Hi guys,
I’m new to both Gradle and Groovy but have been working with them for a couple of months so far. I’m also new to scripting languages and have experienced a number of pitfalls while writing Gradle plugins and tasks. It seems that Groovy Eclipse plugin is not reporting all the warnings/errors in the script as Eclipse JDT does (or it might be the case that I have not configured it properly). However, I think that Gradle could improve a bit its exception handling since from time to time I get those “Build aborted because of an unexpected internal error” messages which are very hard to investigate because even with the --stacktrace option there is no exception printed.
Here is one example that demonstrates the most common problem I have experienced during my learning phase:
class BrokenTask extends DefaultTask {
String destination
public BrokenTask() { }
@Input
public File getDestination() { return destination }
}
class BrokenPlugin implements Plugin<Project> {
def void apply(final Project project) {
BrokenTask task = project.tasks.add('brokenTask', BrokenTask)
task.conventionMapping.destination = { "$project.buildDir/broken" }
}
}
apply plugin: BrokenPlugin
defaultTasks 'brokenTask'
In the above example the getDestination() method is defined to return a File while the property is defined as a String.
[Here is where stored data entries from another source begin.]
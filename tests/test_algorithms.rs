//! End-to-end runs of the algorithm drivers.

use qsim_rs::Strategy;
use qsim_rs::algorithms::{
    AlgorithmError, DeutschJozsa, Grover, GroverConfig, GroverOracle, OracleKind, Shor,
    ShorConfig,
};
use rand::SeedableRng;
use rand::rngs::StdRng;

// ============================================================
// Deutsch-Jozsa
// ============================================================

#[test]
fn test_deutsch_jozsa_constant_ten_qubits() {
    for seed in 0..5 {
        let mut rng = StdRng::seed_from_u64(seed);
        for kind in [OracleKind::ConstantZero, OracleKind::ConstantOne] {
            let outcome = DeutschJozsa::new(10, kind).unwrap().run(&mut rng).unwrap();
            assert_eq!(outcome.measurement, 0, "{kind:?} seed {seed}");
            assert!(outcome.is_constant());
        }
    }
}

#[test]
fn test_deutsch_jozsa_balanced_ten_qubits() {
    for seed in 0..5 {
        let mut rng = StdRng::seed_from_u64(seed);
        for kind in [OracleKind::BalancedMidpoint, OracleKind::BalancedParity] {
            let outcome = DeutschJozsa::new(10, kind).unwrap().run(&mut rng).unwrap();
            assert_ne!(outcome.measurement, 0, "{kind:?} seed {seed}");
            assert!(!outcome.is_constant());
        }
    }
}

#[test]
fn test_deutsch_jozsa_composite_strategy() {
    let mut rng = StdRng::seed_from_u64(12);
    let dj = DeutschJozsa::new(5, OracleKind::BalancedMidpoint)
        .unwrap()
        .with_strategy(Strategy::Composite);
    assert!(!dj.run(&mut rng).unwrap().is_constant());
}

// ============================================================
// Grover
// ============================================================

#[test]
fn test_grover_success_rate() {
    let mut rng = StdRng::seed_from_u64(2024);
    for strategy in [Strategy::Bit, Strategy::Matrix] {
        let config = GroverConfig {
            strategy,
            ..GroverConfig::default()
        };
        let grover = Grover::new(GroverOracle::new(4, 11).unwrap(), config);
        let trials = 200;
        let hits = (0..trials)
            .filter(|_| grover.run_once(&mut rng).unwrap() == 11)
            .count();
        assert!(
            hits as f64 >= 0.9 * trials as f64,
            "{strategy:?}: {hits}/{trials}"
        );
    }
}

#[test]
fn test_grover_run_reports_answer() {
    let mut rng = StdRng::seed_from_u64(6);
    let oracle = GroverOracle::from_answer(13);
    assert_eq!(oracle.bit_count(), 4);
    let outcome = Grover::new(oracle, GroverConfig::default())
        .run(&mut rng)
        .unwrap();
    assert_eq!(outcome.answer, 13);
    assert!(outcome.attempts >= 1);
    assert_eq!(
        oracle.answer_register().unwrap().probabilities()[13],
        1.0
    );
}

// ============================================================
// Shor
// ============================================================

#[test]
fn test_shor_factors_fifteen() {
    let mut rng = StdRng::seed_from_u64(15);
    let config = ShorConfig {
        max_attempts: 50,
        ..ShorConfig::default()
    };
    let outcome = Shor::new(15, config).unwrap().run(&mut rng).unwrap();
    assert_eq!(outcome.factors, [3, 5]);
    assert_eq!(outcome.number, 15);
    assert_eq!(outcome.period % 2, 0);
}

#[test]
fn test_shor_factors_twenty_one() {
    let mut rng = StdRng::seed_from_u64(21);
    let config = ShorConfig {
        max_attempts: 50,
        ..ShorConfig::default()
    };
    let outcome = Shor::new(21, config).unwrap().run(&mut rng).unwrap();
    assert_eq!(outcome.factors, [3, 7]);
}

#[test]
fn test_shor_rejects_small_numbers() {
    for n in [0, 1, 2] {
        assert!(matches!(
            Shor::new(n, ShorConfig::default()),
            Err(AlgorithmError::InvalidInput { .. })
        ));
    }
}

// ============================================================
// Configuration
// ============================================================

#[test]
fn test_config_serde() {
    let config: GroverConfig = serde_json::from_str(r#"{"strategy": "matrix"}"#).unwrap();
    assert_eq!(config.strategy, Strategy::Matrix);
    assert_eq!(config.max_attempts, GroverConfig::default().max_attempts);

    let config = ShorConfig {
        max_attempts: 7,
        strategy: Strategy::Composite,
    };
    let json = serde_json::to_string(&config).unwrap();
    assert_eq!(json, r#"{"max_attempts":7,"strategy":"composite"}"#);
    assert_eq!(serde_json::from_str::<ShorConfig>(&json).unwrap(), config);

    let kind: OracleKind = serde_json::from_str(r#""balanced_parity""#).unwrap();
    assert_eq!(kind, OracleKind::BalancedParity);
}
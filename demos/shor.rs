//! Factor an integer with Shor's algorithm.
//!
//! Usage: cargo run --release --example shor [number]

use qsim_rs::algorithms::{Shor, ShorConfig};
use tracing_subscriber::EnvFilter;

fn main() -> Result<(), Box<dyn std::error::Error>> {
    tracing_subscriber::fmt()
        .with_env_filter(EnvFilter::try_from_default_env().unwrap_or_else(|_| EnvFilter::new("info")))
        .init();

    let number: u64 = std::env::args()
        .nth(1)
        .map(|s| s.parse())
        .transpose()?
        .unwrap_or(15);

    let shor = Shor::new(number, ShorConfig::default())?;
    let outcome = shor.run(&mut rand::thread_rng())?;
    println!("{outcome}");
    println!("Attempts: {}", outcome.attempts);
    Ok(())
}
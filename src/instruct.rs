//! Bit-indexed amplitude kernels.
//!
//! Each kernel updates a state slice in place using index arithmetic on the
//! affected bit positions only; no operator matrix is materialized. Bit `b` of
//! an amplitude index is qubit `b`.

use crate::complex::{Complex, ComplexExt};
use crate::gate::Gate;
use crate::matrix::{DenseMatrix, Matrix};

/// Apply a 2x2 matrix to the amplitude pair `(i, j)`.
///
/// `i` is the `|0⟩` component and `j` the `|1⟩` component in the gate's basis.
pub fn u1rows(state: &mut [Complex], i: usize, j: usize, gate: &DenseMatrix) {
    debug_assert_eq!(gate.order(), 2);

    let old_i = state[i];
    let old_j = state[j];

    state[i] = gate.element(0, 0) * old_i + gate.element(0, 1) * old_j;
    state[j] = gate.element(1, 0) * old_i + gate.element(1, 1) * old_j;
}

/// Multiply the amplitude at `i` by `factor`.
pub fn mulrow(state: &mut [Complex], i: usize, factor: Complex) {
    state[i] *= factor;
}

/// Exchange the amplitudes at `i` and `j`.
pub fn swaprows(state: &mut [Complex], i: usize, j: usize) {
    state.swap(i, j);
}

/// Apply a single-qubit matrix to qubit `bit`.
///
/// Indices are visited in blocks of `2^(bit+1)`; within a block the lower half
/// has the bit clear and pairs with the upper half.
///
/// # Example
/// ```
/// use qsim_rs::instruct::instruct_single;
/// use qsim_rs::{Complex, Gate};
///
/// let mut state = vec![Complex::new(1.0, 0.0), Complex::new(0.0, 0.0)];
/// instruct_single(&mut state, &Gate::Hadamard(0).matrix(), 0);
/// assert!((state[1].re - std::f64::consts::FRAC_1_SQRT_2).abs() < 1e-12);
/// ```
pub fn instruct_single(state: &mut [Complex], gate: &DenseMatrix, bit: usize) {
    let block = 1usize << bit;
    let stride = block << 1;
    for start in (0..state.len()).step_by(stride) {
        for i in start..start + block {
            u1rows(state, i, i + block, gate);
        }
    }
}

/// Multiply by `phase` every amplitude whose index has all bits of `mask` set.
///
/// A single-bit mask is a phase gate; a control-plus-target mask is a
/// controlled phase.
pub fn instruct_masked_phase(state: &mut [Complex], mask: usize, phase: Complex) {
    for i in 0..state.len() {
        if i & mask == mask {
            mulrow(state, i, phase);
        }
    }
}

/// Flip qubit `target` wherever every bit of `controls` is set.
///
/// With one control bit this is CNOT; with two it is the Toffoli gate.
pub fn instruct_controlled_flip(state: &mut [Complex], controls: usize, target: usize) {
    let t = 1usize << target;
    debug_assert_eq!(controls & t, 0);
    for i in 0..state.len() {
        if i & controls == controls && i & t == 0 {
            swaprows(state, i, i | t);
        }
    }
}

/// Exchange qubits `a` and `b`.
pub fn instruct_swap(state: &mut [Complex], a: usize, b: usize) {
    if a == b {
        return;
    }
    let (ma, mb) = (1usize << a, 1usize << b);
    for i in 0..state.len() {
        // Each pair is visited once: from the index with `a` set and `b` clear.
        if i & ma != 0 && i & mb == 0 {
            swaprows(state, i, i ^ ma ^ mb);
        }
    }
}

/// Apply `gate` with its dedicated bit-indexed kernel.
///
/// Bit indices must already be validated against the state length.
pub fn instruct_gate(state: &mut [Complex], gate: &Gate) {
    match *gate {
        Gate::Hadamard(bit) => instruct_single(state, &gate.matrix(), bit),
        Gate::Phase { bit, theta } => {
            instruct_masked_phase(state, 1 << bit, Complex::from_angle(theta))
        }
        Gate::ControlledPhase {
            control,
            target,
            theta,
        } => instruct_masked_phase(
            state,
            (1 << control) | (1 << target),
            Complex::from_angle(theta),
        ),
        Gate::CNot { control, target } => instruct_controlled_flip(state, 1 << control, target),
        Gate::CCNot {
            control1,
            control2,
            target,
        } => instruct_controlled_flip(state, (1 << control1) | (1 << control2), target),
        Gate::Swap(a, b) => instruct_swap(state, a, b),
    }
}

#[cfg(test)]
mod tests {
    use super::*;
    use crate::complex::{ONE, ZERO};
    use approx::assert_abs_diff_eq;
    use std::f64::consts::FRAC_1_SQRT_2;

    fn basis(len: usize, i: usize) -> Vec<Complex> {
        let mut v = vec![ZERO; len];
        v[i] = ONE;
        v
    }

    #[test]
    fn test_u1rows() {
        let x = DenseMatrix::from_rows(2, &[ZERO, ONE, ONE, ZERO]);
        let mut state = basis(2, 0);
        u1rows(&mut state, 0, 1, &x);
        assert_eq!(state, basis(2, 1));
    }

    #[test]
    fn test_instruct_single_on_middle_bit() {
        // H on qubit 1 of |000⟩ gives (|000⟩ + |010⟩)/√2.
        let mut state = basis(8, 0);
        instruct_single(&mut state, &Gate::Hadamard(1).matrix(), 1);
        assert_abs_diff_eq!(state[0].re, FRAC_1_SQRT_2, epsilon = 1e-12);
        assert_abs_diff_eq!(state[2].re, FRAC_1_SQRT_2, epsilon = 1e-12);
        for i in [1, 3, 4, 5, 6, 7] {
            assert_eq!(state[i], ZERO);
        }
    }

    #[test]
    fn test_controlled_flip() {
        // CNOT(control 2, target 0): |100⟩ -> |101⟩, |000⟩ unchanged.
        let mut state = basis(8, 0b100);
        instruct_controlled_flip(&mut state, 0b100, 0);
        assert_eq!(state, basis(8, 0b101));

        let mut state = basis(8, 0b000);
        instruct_controlled_flip(&mut state, 0b100, 0);
        assert_eq!(state, basis(8, 0b000));

        // Toffoli needs both controls.
        let mut state = basis(8, 0b011);
        instruct_controlled_flip(&mut state, 0b011, 2);
        assert_eq!(state, basis(8, 0b111));
        let mut state = basis(8, 0b010);
        instruct_controlled_flip(&mut state, 0b011, 2);
        assert_eq!(state, basis(8, 0b010));
    }

    #[test]
    fn test_masked_phase() {
        let mut state = vec![ONE; 4];
        instruct_masked_phase(&mut state, 0b11, Complex::new(0.0, 1.0));
        assert_eq!(state[..3], [ONE, ONE, ONE]);
        assert_eq!(state[3], Complex::new(0.0, 1.0));
    }

    #[test]
    fn test_swap() {
        let mut state = basis(8, 0b001);
        instruct_swap(&mut state, 0, 2);
        assert_eq!(state, basis(8, 0b100));
        instruct_swap(&mut state, 1, 1);
        assert_eq!(state, basis(8, 0b100));
    }

    #[test]
    fn test_instruct_gate_dispatch() {
        let mut state = basis(4, 0b10);
        instruct_gate(&mut state, &Gate::CNot { control: 1, target: 0 });
        assert_eq!(state, basis(4, 0b11));
        instruct_gate(&mut state, &Gate::Swap(0, 1));
        assert_eq!(state, basis(4, 0b11));
        instruct_gate(
            &mut state,
            &Gate::Phase {
                bit: 0,
                theta: std::f64::consts::PI,
            },
        );
        assert_abs_diff_eq!(state[3].re, -1.0, epsilon = 1e-12);
    }
}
Running this reports the mentioned internal error message without any stacktrace. Debugging it shows that the original exception is caught by Gradle’s launcher:
java.lang.ClassCastException: org.codehaus.groovy.runtime.GStringImpl cannot be cast to java.io.File
However it seems that DefaultExceptionAnalyser#findDeepest returns null instead of the original exception.
I’m currently using Gradle 1.0-m3 but checked the trunk and the above method still does same thing.
I guess I could write a custom build listener, however it would be great if this is fixed in Gradle.